My medication suppresses my heart function. Imagine towing a tyre behind you. Except that it is a tractor tyre. That is how I feel. And I still need to keep my heartrate down so I am little more than shuffling. I can do that. I have dragged my arse up and down mountains on sheer will power. This is nothing.

I wrap myself in thermals, tights, gloves, buff and running jacket. My cap kept the rain out of my eyes. I walked to get started, allowing my heart to slowly adjust. As soon as I started to shuffle at 8min/km pace it took off. 140bpm while shuffling? I regulated my breathing and slowed even more. I could walk faster than this. It dropped but sped up immediately without provocation. My heart sank. Figuratively. What more could I do? I was going as slow as I could. I was on the meds. Bugger it. I would just push on as slow and as regulated as I could.

I could feel my heart speed up and slow down, with no correlation to my effort. But I needed to run. I needed to know that despite all of this I could still run. I wasn't dying for god sake. I needed some perspective. I have a friend who is dying of cancer. That is truly sad. My problem pales by comparison. I have another friend paralysed from the neck down. This gives perspective and a reality check. I can do this.

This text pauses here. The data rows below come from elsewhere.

//! Error types for continuityd

use axum::{
    extract::rejection::JsonRejection,
    http::StatusCode,
    response::{IntoResponse, Response},
    Json,
};
use continuity_engine::ContinuityError;
use continuity_types::EntityKind;
use serde::Serialize;
use thiserror::Error;

/// Daemon-level errors
#[derive(Debug, Error)]
pub enum DaemonError {
    #[error("Configuration error: {0}")]
    Config(String),

    #[error("Server error: {0}")]
    Server(String),

    #[error("IO error: {0}")]
    Io(#[from] std::io::Error),
}

/// API-specific errors
#[derive(Debug, Error)]
pub enum ApiError {
    /// Tenant or user header missing
    #[error("Unauthorized: {0}")]
    Unauthorized(String),

    /// Body could not be parsed into the expected shape
    #[error("Invalid request body: {0}")]
    InvalidBody(String),

    #[error(transparent)]
    Core(#[from] ContinuityError),
}

impl From<JsonRejection> for ApiError {
    fn from(rejection: JsonRejection) -> Self {
        ApiError::InvalidBody(rejection.body_text())
    }
}

/// Accept an optional JSON body.
///
/// Only a request without a JSON body reads as `None`; a body that is
/// present but malformed is still rejected.
pub fn optional_json<T>(body: Result<Json<T>, JsonRejection>) -> ApiResult<Option<T>> {
    match body {
        Ok(Json(value)) => Ok(Some(value)),
        Err(JsonRejection::MissingJsonContentType(_)) => Ok(None),
        Err(rejection) => Err(rejection.into()),
    }
}

/// Error response body
#[derive(Debug, Serialize)]
#[serde(rename_all = "camelCase")]
pub struct ErrorResponse {
    pub error: String,
    pub code: String,
    #[serde(skip_serializing_if = "Option::is_none")]
    pub entity: Option<EntityKind>,
    #[serde(skip_serializing_if = "Option::is_none")]
    pub entity_id: Option<String>,
}

impl IntoResponse for ApiError {
    fn into_response(self) -> Response {
        let (status, code) = match &self {
            ApiError::Unauthorized(_) => (StatusCode::UNAUTHORIZED, "UNAUTHORIZED"),
            ApiError::InvalidBody(_) => (StatusCode::UNPROCESSABLE_ENTITY, "VALIDATION_ERROR"),
            ApiError::Core(err) => {
                let status = match err {
                    ContinuityError::Validation { .. } => StatusCode::UNPROCESSABLE_ENTITY,
                    ContinuityError::NotFound { .. } => StatusCode::NOT_FOUND,
                    ContinuityError::InvalidState { .. } | ContinuityError::Conflict { .. } => {
                        StatusCode::CONFLICT
                    }
                    ContinuityError::Storage(_) => StatusCode::INTERNAL_SERVER_ERROR,
                };
                (status, err.code())
            }
        };

        if status.is_server_error() {
            tracing::error!(error = %self, "Request failed");
        }

        let (entity, entity_id) = match &self {
            ApiError::Core(err) => (err.entity(), err.entity_id().map(str::to_string)),
            _ => (None, None),
        };
        let body = ErrorResponse {
            error: self.to_string(),
            code: code.to_string(),
            entity,
            entity_id,
        };

        (status, Json(body)).into_response()
    }
}

/// Result type alias for API operations
pub type ApiResult<T> = Result<T, ApiError>;

/// Result type alias for daemon operations
pub type DaemonResult<T> = Result<T, DaemonError>;

#[cfg(test)]
mod tests {
    use super::*;
    use continuity_storage::StorageError;

    fn status_of(err: ContinuityError) -> StatusCode {
        ApiError::from(err).into_response().status()
    }

    #[test]
    fn test_api_error_status_codes() {
        assert_eq!(
            status_of(ContinuityError::validation(EntityKind::Workflow, "w", "empty")),
            StatusCode::UNPROCESSABLE_ENTITY
        );
        assert_eq!(
            status_of(ContinuityError::not_found(EntityKind::Campaign, "c")),
            StatusCode::NOT_FOUND
        );
        assert_eq!(
            status_of(ContinuityError::invalid_state(EntityKind::Policy, "p", "draft")),
            StatusCode::CONFLICT
        );
        assert_eq!(
            status_of(ContinuityError::conflict(EntityKind::Step, "s", "rejected")),
            StatusCode::CONFLICT
        );
        assert_eq!(
            status_of(ContinuityError::Storage(StorageError::Backend("down".into()))),
            StatusCode::INTERNAL_SERVER_ERROR
        );
        assert_eq!(
            ApiError::Unauthorized("no tenant".into()).into_response().status(),
            StatusCode::UNAUTHORIZED
        );
    }
}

15 mins in and I am still yo-yoing up and down but keeping a slow steady rhythm in my running and breathing. I enter a recreational park and footballers are leaving the ground after training. The lights on the towers are still blazing away, lighting up the oval. As I run past the last tower I look up and the rain is spiraling down. The shimmering cascade is hypnotic and I run mesmerised as the rain drops fall towards me backlit in the broad beam of light. Euphoria washes over me and I reach one of those rare moments in running where I can feel nothing and nothing really matters. The sheer beauty of the moment carries me away from all my cares and I move without effort.

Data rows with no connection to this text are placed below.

//! Domain types for the continuity core.
//!
//! Every record here is tenant-scoped: it carries the [`TenantId`] of the
//! organization that owns it, and stores are expected to key on
//! `(tenant, id)` rather than on the id alone.
//!
//! - [`Workflow`] / [`Step`]: assignable, deadline-bound approval work
//! - [`Campaign`]: a BIA campaign that fans out into one workflow per process
//! - [`PolicyDocument`]: a governance document with a forward-only lifecycle
//! - [`RiskAssessment`] / [`RiskControl`]: inherent risk and its mitigations
//! - [`BusinessProcess`] / [`BiaAssessment`]: records the campaign reads

#![deny(unsafe_code)]

mod campaign;
mod ids;
mod policy;
mod process;
mod risk;
mod workflow;

pub use campaign::{Campaign, CampaignStatus};
pub use ids::{
    BiaAssessmentId, CampaignId, EntityKind, PolicyId, ProcessId, RiskAssessmentId,
    RiskControlId, StepId, TenantId, UserId, WorkflowId,
};
pub use policy::{PolicyDocument, PolicyStatus};
pub use process::{BiaAssessment, BiaAssessmentStatus, BusinessProcess};
pub use risk::{RiskAssessment, RiskControl, RISK_SCALE_MAX, RISK_SCALE_MIN};
pub use workflow::{
    EntityType, Step, StepDecision, StepStatus, StepType, Workflow, WorkflowEvent,
    WorkflowEventKind, WorkflowStatus,
};

pub use continuity_scoring::{
    ApplicationCriteria, Automation, ControlAttributes, ControlType, Documentation,
    Effectiveness,
};

/// Metadata key carrying the originating campaign on campaign steps.
pub const META_CAMPAIGN_ID: &str = "campaignId";

/// Metadata key carrying the target process on campaign steps.
pub const META_PROCESS_ID: &str = "processId";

As I pass from the light back into the darkness the moment recedes but the experience travels with me. My shuffle feels light and I don't care how slow it is. I am running and that is all that matters.

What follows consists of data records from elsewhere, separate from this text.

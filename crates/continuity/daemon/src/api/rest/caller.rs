//! Authenticated caller extracted from request headers.
//!
//! The authenticating proxy in front of the daemon resolves the session and
//! forwards the tenant and user as headers. A request without both is
//! rejected before any engine call.

use crate::error::ApiError;
use axum::{async_trait, extract::FromRequestParts, http::request::Parts};
use continuity_types::{TenantId, UserId};

pub const TENANT_HEADER: &str = "x-tenant-id";
pub const USER_HEADER: &str = "x-user-id";

#[derive(Debug, Clone)]
pub struct Caller {
    pub tenant: TenantId,
    pub user: UserId,
}

#[async_trait]
impl<S> FromRequestParts<S> for Caller
where
    S: Send + Sync,
{
    type Rejection = ApiError;

    async fn from_request_parts(parts: &mut Parts, _state: &S) -> Result<Self, Self::Rejection> {
        let header = |name: &str| {
            parts
                .headers
                .get(name)
                .and_then(|v| v.to_str().ok())
                .map(str::trim)
                .filter(|v| !v.is_empty())
                .map(str::to_string)
                .ok_or_else(|| ApiError::Unauthorized(format!("missing {name} header")))
        };

        Ok(Caller {
            tenant: TenantId::new(header(TENANT_HEADER)?),
            user: UserId::new(header(USER_HEADER)?),
        })
    }
}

Eventually my heartrate stabilises at a regular 120-130 bpm for most the rest of the run. I run for an hour and finish with a walk. It is a far cry from any ultra but it means nearly as much to me. We take so much for granted and so often sweat on the detail that it causes us to miss what is really going on and what is really important. Sure there is so much more to life than running. And so much more than ultras. But for me running ultras is so much of my life. I still need to feel just a little of that. However brief. However hard.